- Materials provided -

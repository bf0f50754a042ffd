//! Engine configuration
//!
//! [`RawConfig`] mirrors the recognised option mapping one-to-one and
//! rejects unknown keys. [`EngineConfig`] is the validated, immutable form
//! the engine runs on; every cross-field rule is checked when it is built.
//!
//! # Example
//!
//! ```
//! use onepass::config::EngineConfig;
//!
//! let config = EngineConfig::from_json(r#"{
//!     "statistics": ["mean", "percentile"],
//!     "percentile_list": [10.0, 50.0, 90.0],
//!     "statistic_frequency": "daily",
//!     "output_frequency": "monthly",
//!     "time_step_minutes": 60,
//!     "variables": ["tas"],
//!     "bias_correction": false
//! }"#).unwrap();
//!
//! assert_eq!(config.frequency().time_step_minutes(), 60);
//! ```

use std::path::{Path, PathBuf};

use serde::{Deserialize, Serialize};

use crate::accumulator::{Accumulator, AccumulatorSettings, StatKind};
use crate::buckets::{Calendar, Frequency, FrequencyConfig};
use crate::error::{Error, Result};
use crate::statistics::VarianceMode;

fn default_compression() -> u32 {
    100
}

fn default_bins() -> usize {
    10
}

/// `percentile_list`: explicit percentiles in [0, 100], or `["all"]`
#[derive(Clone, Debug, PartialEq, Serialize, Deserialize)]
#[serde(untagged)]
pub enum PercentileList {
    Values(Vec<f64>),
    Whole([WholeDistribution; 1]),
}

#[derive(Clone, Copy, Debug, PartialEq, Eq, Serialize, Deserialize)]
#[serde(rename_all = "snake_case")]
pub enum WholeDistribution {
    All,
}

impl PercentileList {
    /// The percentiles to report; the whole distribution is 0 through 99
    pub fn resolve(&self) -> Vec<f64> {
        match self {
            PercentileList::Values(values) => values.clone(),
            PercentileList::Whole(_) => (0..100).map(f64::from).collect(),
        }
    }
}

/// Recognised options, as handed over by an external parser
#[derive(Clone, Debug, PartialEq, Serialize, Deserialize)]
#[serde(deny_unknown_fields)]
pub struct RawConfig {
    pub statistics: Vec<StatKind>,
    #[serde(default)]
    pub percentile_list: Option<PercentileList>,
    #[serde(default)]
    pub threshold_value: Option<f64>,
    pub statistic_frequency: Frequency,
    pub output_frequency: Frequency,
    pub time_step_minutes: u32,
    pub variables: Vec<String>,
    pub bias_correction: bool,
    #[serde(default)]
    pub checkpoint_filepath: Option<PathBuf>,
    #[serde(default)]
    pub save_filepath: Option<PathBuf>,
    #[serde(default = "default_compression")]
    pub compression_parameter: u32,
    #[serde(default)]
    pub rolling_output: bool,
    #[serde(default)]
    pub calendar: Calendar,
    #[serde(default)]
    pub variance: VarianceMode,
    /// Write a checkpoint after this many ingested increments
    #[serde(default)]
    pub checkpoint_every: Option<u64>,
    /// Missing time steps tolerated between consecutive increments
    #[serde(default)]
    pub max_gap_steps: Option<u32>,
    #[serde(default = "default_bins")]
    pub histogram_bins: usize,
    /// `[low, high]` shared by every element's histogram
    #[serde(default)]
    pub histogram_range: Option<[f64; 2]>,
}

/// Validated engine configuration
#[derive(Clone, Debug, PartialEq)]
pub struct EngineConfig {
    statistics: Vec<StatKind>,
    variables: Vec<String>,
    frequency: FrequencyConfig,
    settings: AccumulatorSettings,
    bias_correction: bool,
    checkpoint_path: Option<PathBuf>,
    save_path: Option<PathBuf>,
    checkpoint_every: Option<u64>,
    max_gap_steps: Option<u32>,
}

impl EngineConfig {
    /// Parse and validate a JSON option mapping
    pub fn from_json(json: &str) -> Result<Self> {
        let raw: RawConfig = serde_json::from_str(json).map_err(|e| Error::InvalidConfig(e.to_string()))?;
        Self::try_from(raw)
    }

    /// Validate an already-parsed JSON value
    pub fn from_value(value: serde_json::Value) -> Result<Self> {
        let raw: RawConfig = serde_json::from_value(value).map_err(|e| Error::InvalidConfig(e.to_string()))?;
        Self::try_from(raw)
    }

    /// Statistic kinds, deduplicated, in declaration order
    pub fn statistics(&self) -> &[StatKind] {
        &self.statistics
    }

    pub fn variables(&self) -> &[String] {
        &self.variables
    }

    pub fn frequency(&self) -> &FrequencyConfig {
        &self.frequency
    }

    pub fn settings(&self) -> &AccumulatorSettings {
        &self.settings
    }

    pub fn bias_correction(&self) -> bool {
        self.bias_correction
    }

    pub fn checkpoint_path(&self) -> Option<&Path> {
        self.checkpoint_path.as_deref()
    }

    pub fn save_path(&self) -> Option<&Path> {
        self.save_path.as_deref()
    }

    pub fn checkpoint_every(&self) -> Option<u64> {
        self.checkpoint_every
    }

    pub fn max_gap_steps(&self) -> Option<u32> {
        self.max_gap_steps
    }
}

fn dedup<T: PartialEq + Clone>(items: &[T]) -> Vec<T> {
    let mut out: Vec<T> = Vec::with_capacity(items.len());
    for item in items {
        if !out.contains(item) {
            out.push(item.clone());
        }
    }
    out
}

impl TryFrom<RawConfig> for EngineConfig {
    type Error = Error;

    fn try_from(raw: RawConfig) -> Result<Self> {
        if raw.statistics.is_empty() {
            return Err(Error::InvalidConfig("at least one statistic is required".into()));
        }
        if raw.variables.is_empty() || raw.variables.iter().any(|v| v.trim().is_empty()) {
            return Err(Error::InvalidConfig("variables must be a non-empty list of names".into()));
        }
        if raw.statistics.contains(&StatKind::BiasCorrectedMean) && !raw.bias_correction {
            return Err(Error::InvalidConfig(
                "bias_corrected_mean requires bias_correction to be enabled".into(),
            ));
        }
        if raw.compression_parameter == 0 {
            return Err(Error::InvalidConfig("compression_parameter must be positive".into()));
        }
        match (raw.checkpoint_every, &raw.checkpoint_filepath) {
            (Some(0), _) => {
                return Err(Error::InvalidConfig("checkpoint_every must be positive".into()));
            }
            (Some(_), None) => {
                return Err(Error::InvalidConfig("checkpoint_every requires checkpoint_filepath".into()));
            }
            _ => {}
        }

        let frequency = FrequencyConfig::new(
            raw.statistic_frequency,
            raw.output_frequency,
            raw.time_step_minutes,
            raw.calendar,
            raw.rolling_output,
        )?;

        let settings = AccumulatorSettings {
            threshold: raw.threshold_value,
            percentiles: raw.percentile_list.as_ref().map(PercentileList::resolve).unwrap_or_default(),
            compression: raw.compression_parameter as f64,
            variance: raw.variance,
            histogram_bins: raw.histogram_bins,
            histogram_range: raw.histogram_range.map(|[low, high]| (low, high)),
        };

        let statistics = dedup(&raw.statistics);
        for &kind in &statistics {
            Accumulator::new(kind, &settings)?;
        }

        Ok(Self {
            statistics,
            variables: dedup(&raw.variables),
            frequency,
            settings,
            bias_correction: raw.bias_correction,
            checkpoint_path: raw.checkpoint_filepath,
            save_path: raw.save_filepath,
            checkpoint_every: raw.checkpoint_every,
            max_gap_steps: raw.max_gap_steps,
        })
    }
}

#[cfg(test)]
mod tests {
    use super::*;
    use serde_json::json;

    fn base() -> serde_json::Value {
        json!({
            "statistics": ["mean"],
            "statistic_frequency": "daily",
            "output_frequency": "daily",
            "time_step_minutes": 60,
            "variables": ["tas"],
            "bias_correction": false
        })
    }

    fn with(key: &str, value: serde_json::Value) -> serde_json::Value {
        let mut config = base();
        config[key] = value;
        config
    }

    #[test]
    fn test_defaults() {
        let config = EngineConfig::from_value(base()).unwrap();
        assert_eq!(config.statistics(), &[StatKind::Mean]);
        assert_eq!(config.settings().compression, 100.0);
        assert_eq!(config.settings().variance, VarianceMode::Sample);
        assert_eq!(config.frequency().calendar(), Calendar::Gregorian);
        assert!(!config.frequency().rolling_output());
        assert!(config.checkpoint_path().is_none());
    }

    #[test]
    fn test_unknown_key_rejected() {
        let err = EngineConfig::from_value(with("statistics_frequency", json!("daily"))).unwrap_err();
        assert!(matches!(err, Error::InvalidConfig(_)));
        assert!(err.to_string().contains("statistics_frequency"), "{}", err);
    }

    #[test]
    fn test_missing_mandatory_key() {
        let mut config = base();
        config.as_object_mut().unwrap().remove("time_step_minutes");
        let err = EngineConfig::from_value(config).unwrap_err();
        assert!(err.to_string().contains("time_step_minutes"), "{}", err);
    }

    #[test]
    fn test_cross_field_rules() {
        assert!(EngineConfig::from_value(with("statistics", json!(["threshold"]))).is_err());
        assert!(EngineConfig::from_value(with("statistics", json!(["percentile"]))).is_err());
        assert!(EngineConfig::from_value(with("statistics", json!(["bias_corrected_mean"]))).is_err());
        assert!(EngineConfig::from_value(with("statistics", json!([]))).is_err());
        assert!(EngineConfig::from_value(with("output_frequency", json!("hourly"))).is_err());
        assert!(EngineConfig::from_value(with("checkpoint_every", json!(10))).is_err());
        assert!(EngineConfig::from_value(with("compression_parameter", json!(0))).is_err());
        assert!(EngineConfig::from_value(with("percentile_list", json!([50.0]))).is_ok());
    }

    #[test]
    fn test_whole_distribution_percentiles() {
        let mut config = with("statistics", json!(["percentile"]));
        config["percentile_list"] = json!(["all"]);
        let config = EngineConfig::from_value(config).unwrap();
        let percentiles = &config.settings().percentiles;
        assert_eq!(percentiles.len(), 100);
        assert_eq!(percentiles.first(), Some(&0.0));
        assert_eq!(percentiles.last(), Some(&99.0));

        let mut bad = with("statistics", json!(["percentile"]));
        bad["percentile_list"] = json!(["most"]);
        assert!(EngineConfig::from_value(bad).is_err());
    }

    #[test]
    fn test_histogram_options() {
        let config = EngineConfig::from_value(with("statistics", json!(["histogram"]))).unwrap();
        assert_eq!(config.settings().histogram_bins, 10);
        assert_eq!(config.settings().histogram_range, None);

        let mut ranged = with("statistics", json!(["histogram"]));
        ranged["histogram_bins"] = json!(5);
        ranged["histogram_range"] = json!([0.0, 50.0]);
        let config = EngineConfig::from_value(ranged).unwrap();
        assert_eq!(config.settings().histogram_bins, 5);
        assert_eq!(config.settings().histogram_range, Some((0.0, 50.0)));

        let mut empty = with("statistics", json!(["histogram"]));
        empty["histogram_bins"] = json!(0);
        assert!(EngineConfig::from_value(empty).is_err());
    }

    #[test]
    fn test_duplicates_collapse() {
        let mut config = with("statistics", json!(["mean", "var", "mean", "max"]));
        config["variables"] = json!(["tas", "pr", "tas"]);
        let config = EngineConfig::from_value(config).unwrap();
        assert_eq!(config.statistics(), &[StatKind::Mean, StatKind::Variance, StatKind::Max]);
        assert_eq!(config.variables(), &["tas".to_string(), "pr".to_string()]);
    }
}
--
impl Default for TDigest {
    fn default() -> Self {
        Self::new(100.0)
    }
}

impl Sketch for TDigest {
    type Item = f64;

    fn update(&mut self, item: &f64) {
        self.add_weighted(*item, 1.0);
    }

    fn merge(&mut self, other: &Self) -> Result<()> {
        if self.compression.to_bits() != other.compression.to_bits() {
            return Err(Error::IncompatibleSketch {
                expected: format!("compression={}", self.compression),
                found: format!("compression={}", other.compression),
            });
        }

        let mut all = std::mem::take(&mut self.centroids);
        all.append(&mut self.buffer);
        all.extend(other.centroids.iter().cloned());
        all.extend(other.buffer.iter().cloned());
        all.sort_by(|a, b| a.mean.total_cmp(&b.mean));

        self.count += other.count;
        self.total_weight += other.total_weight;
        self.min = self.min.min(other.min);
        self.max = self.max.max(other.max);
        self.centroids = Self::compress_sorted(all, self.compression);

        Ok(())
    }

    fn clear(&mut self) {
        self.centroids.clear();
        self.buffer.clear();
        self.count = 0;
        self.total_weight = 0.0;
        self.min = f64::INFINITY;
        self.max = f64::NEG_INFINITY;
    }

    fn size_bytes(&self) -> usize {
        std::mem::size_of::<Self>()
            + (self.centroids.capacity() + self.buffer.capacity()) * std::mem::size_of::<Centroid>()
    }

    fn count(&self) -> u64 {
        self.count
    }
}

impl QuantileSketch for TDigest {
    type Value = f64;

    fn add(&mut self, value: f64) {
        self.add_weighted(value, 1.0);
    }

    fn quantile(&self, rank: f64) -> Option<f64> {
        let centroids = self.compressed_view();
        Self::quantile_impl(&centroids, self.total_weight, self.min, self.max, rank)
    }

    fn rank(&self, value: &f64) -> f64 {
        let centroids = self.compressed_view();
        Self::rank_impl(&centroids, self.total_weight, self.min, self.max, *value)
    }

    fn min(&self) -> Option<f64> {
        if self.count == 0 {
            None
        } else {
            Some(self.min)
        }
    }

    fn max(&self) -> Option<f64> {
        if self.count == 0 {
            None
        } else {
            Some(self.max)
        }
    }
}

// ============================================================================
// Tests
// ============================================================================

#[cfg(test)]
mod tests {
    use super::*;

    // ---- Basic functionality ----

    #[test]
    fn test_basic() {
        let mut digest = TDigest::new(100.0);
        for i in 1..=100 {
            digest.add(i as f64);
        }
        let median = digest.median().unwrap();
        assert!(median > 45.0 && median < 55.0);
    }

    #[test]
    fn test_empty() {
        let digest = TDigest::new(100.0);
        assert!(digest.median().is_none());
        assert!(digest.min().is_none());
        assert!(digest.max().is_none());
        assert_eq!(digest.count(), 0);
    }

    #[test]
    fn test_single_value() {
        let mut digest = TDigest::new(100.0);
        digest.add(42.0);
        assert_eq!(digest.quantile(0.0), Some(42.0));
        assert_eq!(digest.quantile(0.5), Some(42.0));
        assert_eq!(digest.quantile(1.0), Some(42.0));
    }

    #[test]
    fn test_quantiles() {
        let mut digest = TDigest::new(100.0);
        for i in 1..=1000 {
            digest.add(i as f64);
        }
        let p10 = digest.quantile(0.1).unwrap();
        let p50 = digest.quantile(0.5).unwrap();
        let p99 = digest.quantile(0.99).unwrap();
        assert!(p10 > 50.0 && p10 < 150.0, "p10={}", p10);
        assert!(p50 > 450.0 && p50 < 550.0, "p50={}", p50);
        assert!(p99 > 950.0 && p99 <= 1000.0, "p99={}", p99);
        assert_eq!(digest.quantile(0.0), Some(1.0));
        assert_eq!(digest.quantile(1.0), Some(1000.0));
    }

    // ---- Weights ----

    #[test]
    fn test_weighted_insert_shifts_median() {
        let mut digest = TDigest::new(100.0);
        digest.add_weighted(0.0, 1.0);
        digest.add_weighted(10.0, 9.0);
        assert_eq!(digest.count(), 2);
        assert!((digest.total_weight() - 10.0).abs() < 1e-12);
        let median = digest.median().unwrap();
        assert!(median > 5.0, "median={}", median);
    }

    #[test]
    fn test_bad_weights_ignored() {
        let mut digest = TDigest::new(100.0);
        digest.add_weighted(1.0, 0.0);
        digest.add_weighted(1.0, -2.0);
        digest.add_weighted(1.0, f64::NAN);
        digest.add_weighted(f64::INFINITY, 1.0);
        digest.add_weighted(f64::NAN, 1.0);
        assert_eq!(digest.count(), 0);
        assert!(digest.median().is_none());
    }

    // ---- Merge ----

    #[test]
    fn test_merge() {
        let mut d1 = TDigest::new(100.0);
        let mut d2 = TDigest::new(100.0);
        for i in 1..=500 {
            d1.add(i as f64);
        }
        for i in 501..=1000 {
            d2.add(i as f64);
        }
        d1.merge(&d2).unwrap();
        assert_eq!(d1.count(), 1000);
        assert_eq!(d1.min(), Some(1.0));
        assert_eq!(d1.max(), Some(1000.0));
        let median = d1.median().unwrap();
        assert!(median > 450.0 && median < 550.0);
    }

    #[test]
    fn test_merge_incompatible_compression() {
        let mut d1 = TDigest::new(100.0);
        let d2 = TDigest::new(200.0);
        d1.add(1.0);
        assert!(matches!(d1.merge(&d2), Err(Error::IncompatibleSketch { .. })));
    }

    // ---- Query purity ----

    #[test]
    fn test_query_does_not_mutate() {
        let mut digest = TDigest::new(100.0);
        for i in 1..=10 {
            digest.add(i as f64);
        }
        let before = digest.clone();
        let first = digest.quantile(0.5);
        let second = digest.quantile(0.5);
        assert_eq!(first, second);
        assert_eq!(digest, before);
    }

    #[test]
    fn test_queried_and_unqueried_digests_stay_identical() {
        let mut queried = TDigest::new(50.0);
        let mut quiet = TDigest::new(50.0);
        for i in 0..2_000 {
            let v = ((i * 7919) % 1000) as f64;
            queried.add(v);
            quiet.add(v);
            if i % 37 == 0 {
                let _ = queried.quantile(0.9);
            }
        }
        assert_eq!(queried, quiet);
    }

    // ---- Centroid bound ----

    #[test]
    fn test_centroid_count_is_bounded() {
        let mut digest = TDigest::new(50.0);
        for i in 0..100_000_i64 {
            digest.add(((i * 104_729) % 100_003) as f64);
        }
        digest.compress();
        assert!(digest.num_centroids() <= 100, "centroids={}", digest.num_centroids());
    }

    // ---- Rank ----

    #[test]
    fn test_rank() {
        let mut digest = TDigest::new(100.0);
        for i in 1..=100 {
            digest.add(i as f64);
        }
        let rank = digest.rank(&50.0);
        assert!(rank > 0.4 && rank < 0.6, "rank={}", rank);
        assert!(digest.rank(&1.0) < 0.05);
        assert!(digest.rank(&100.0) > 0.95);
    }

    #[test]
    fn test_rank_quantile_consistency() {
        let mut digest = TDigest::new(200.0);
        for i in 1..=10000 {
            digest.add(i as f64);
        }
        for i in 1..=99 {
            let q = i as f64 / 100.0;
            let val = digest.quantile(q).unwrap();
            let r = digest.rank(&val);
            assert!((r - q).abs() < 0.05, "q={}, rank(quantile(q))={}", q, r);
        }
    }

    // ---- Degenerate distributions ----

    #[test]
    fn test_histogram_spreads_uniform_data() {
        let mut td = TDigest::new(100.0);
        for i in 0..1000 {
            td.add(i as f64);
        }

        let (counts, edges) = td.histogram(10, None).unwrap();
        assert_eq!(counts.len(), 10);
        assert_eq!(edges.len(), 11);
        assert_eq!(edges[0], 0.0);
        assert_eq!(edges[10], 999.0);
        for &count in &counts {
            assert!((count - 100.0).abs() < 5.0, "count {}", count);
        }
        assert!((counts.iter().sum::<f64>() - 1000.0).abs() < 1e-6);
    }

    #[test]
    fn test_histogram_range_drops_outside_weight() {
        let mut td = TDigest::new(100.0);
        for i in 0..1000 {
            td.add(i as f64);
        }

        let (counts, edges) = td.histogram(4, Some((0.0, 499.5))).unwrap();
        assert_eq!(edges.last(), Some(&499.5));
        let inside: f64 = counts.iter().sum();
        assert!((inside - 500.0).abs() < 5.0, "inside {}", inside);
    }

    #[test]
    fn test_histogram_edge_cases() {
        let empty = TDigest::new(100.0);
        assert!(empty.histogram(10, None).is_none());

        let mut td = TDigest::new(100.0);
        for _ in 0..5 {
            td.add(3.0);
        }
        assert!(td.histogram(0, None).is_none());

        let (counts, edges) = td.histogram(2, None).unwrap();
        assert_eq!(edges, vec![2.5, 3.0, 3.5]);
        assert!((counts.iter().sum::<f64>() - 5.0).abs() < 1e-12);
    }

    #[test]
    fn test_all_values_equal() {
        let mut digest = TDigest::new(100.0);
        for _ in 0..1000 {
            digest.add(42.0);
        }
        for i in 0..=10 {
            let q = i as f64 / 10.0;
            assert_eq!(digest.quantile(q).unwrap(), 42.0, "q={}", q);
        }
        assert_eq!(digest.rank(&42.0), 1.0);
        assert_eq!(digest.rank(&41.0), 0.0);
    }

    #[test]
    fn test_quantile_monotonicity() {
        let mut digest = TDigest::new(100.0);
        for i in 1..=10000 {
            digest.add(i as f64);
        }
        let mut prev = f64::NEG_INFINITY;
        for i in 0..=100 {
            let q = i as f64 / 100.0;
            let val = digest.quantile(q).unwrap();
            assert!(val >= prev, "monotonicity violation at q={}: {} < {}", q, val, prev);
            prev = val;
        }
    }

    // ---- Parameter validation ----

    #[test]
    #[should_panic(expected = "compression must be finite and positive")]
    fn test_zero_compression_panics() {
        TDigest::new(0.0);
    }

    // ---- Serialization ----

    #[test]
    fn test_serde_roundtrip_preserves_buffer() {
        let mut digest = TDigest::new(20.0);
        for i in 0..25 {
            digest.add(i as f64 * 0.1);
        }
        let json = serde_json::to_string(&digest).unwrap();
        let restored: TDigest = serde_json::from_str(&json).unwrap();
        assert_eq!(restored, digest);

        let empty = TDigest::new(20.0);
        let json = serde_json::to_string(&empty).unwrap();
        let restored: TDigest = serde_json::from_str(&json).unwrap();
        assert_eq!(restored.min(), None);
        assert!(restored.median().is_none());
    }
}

- Instructions to follow -
Of all the entries above, repeat only the lines from the line that has "type Error = Error;" to the line that has "if raw.compression_parameter == 0", both lines included, exactly.

- Task solution -
    type Error = Error;

    fn try_from(raw: RawConfig) -> Result<Self> {
        if raw.statistics.is_empty() {
            return Err(Error::InvalidConfig("at least one statistic is required".into()));
        }
        if raw.variables.is_empty() || raw.variables.iter().any(|v| v.trim().is_empty()) {
            return Err(Error::InvalidConfig("variables must be a non-empty list of names".into()));
        }
        if raw.statistics.contains(&StatKind::BiasCorrectedMean) && !raw.bias_correction {
            return Err(Error::InvalidConfig(
                "bias_corrected_mean requires bias_correction to be enabled".into(),
            ));
        }
        if raw.compression_parameter == 0 {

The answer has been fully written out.